The Panasonic LUMIX DMC-TZ8 is one of the most versatile compact digital cameras on the market: it has a 25mm wide angle lens with a 12x zoom, a 12.1-megapixel sensor and manual exposure controls.
It also packs optical image stabilisation, comprehensive and accurate focus modes, as well as high-definition video recording. The problem is that the Panasonic LUMIX DMC-TZ8's image quality isn't great; in fact, it's not an improvement over last year's excellent Travel Zoom camera, the LUMIX DMC-TZ7.
Panasonic LUMIX DMC-TZ8 picture quality
Both the Panasonic LUMIX DMC-TZ8 and the older LUMIX DMC-TZ7 have the same sensor size (1/2.33in) and focal range (25-300mm), but the DMC-TZ8 packs in 200,000 more pixels. The higher-resolution images aren't as crisp-looking as the images taken by the TZ7 at 10-megapixels, and its mid-to-high ISO performance is of low quality, too.

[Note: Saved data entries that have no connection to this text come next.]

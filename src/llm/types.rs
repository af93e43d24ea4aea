use async_openai::types::{
    ChatCompletionRequestMessage, ChatCompletionRequestSystemMessageArgs,
    ChatCompletionRequestSystemMessageContent, ChatCompletionRequestUserMessageArgs,
    ChatCompletionRequestUserMessageContent, ResponseFormat, ResponseFormatJsonSchema,
};
use serde::{Deserialize, Serialize};
use serde_json::Value;

/// JSON-schema descriptor the provider is asked to honour.
#[derive(Debug, Clone, PartialEq, Serialize, Deserialize)]
pub struct OutputSchema {
    pub name: String,
    pub description: String,
    pub schema: Value,
}

#[derive(Debug, Clone)]
pub struct GenerationRequest {
    pub operation: String,
    pub system: Option<String>,
    pub prompt: String,
    pub output_schema: OutputSchema,
    pub temperature: Option<f32>,
}

#[derive(Debug, Clone)]
pub struct GenerationResponse {
    pub model: String,
    pub content: String,
    pub usage: Option<Usage>,
}

#[derive(Debug, Clone, PartialEq, Serialize, Deserialize)]
pub struct Usage {
    pub prompt_tokens: u32,
    pub completion_tokens: u32,
    pub total_tokens: u32,
}

impl GenerationRequest {
    pub fn to_openai_messages(&self) -> Result<Vec<ChatCompletionRequestMessage>, crate::Error> {
        let mut messages: Vec<ChatCompletionRequestMessage> = Vec::with_capacity(2);

        if let Some(ref system) = self.system {
            let msg = ChatCompletionRequestSystemMessageArgs::default()
                .content(ChatCompletionRequestSystemMessageContent::Text(
                    system.clone(),
                ))
                .build()
                .map_err(|e| {
                    crate::Error::provider(format!("Failed to build system message: {}", e))
                })?;
            messages.push(msg.into());
        }

        let msg = ChatCompletionRequestUserMessageArgs::default()
            .content(ChatCompletionRequestUserMessageContent::Text(
                self.prompt.clone(),
            ))
            .build()
            .map_err(|e| crate::Error::provider(format!("Failed to build user message: {}", e)))?;
        messages.push(msg.into());

        Ok(messages)
    }
}

impl OutputSchema {
    pub fn to_response_format(&self) -> ResponseFormat {
        ResponseFormat::JsonSchema {
            json_schema: ResponseFormatJsonSchema {
                name: self.name.clone(),
                description: Some(self.description.clone()),
                schema: Some(self.schema.clone()),
                strict: Some(true),
            },
        }
    }
}
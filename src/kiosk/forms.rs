//! Caller-side checks the kiosk applies before an operation is invoked.

use crate::{
    Error, Result,
    flows::{ConsultationRequest, DiagnosisRequest, FederatedUpdateRequest, parse_training_data},
    operation::require_text,
};

pub const MIN_SYMPTOMS_CHARS: usize = 10;
pub const MIN_VITALS_CHARS: usize = 5;

fn require_min_chars(field: &str, value: &str, min: usize, message: &str) -> Result<()> {
    if value.trim().chars().count() < min {
        return Err(Error::validation(field, message));
    }
    Ok(())
}

pub fn check_diagnosis(form: &DiagnosisRequest) -> Result<()> {
    require_min_chars(
        "symptoms",
        &form.symptoms,
        MIN_SYMPTOMS_CHARS,
        "Please describe your symptoms in at least 10 characters.",
    )?;
    require_min_chars(
        "vitals",
        &form.vitals,
        MIN_VITALS_CHARS,
        "Please provide your vitals (e.g., temp, BP).",
    )
}

pub fn check_federated_update(form: &FederatedUpdateRequest) -> Result<()> {
    require_text("kioskId", &form.kiosk_id)?;
    require_text("modelName", &form.model_name)?;
    parse_training_data(&form.training_data).map(|_| ())
}

pub fn check_consultation(form: &ConsultationRequest) -> Result<()> {
    for (field, value) in [
        ("medicalHistory", &form.medical_history),
        ("vitals", &form.vitals),
        ("labResults", &form.lab_results),
        ("imagingResults", &form.imaging_results),
        ("preferredLanguage", &form.preferred_language),
    ] {
        require_text(field, value)?;
    }
    Ok(())
}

When shooting in low-light situations, the Panasonic LUMIX DMC-TZ8 will produce dirty images, especially if an ISO speed of 400 or higher is employed, but even at ISO 200, there is some discolouration in dark areas. The camera has an ISO limiter so that you can tell it what its maximum ISO speed should be when it's in automatic mode - ISO 400 is the minimum value.
Shots at ISO 400 will have noticeable loss of quality around edges and discoloured (purple) pixels in dark areas. This doesn't bode well for indoor shooting, so you'll be challenged when taking photos in a museum, for example.
When shooting in bright sunlight, with a low ISO and a mid-range aperture, the Panasonic LUMIX DMC-TZ8 can take photos at a decent quality, and its ‘Intelligent multiple metering' mode is good enough to properly expose contrasting colours in bright light. But the problem is that its images are not an improvement over the Panasonic LUMIX DMC-TZ7, so if you've currently got a TZ7 you shouldn't feel as though you're well behind in the technology stakes. In fact, in our opinion, you have the better camera.
Along with the noticeable noise and colour problems above ISO 200, images are soft when using the smallest aperture value - which, at f/6.3, isn't as small as we would like. At this aperture setting, the picture quality will suffer from a slight degradation in detail and images will look a little blurred. It's something we noticed when shooting in both aperture priority and landscape modes (Panasonic calls it Scenery mode) on a sunny day; the landscape photos looked much sharper than the ones taken in aperture priority mode. The camera selected a larger aperture of f/5.3 when it was in landscape mode, and this resulted in much sharper images.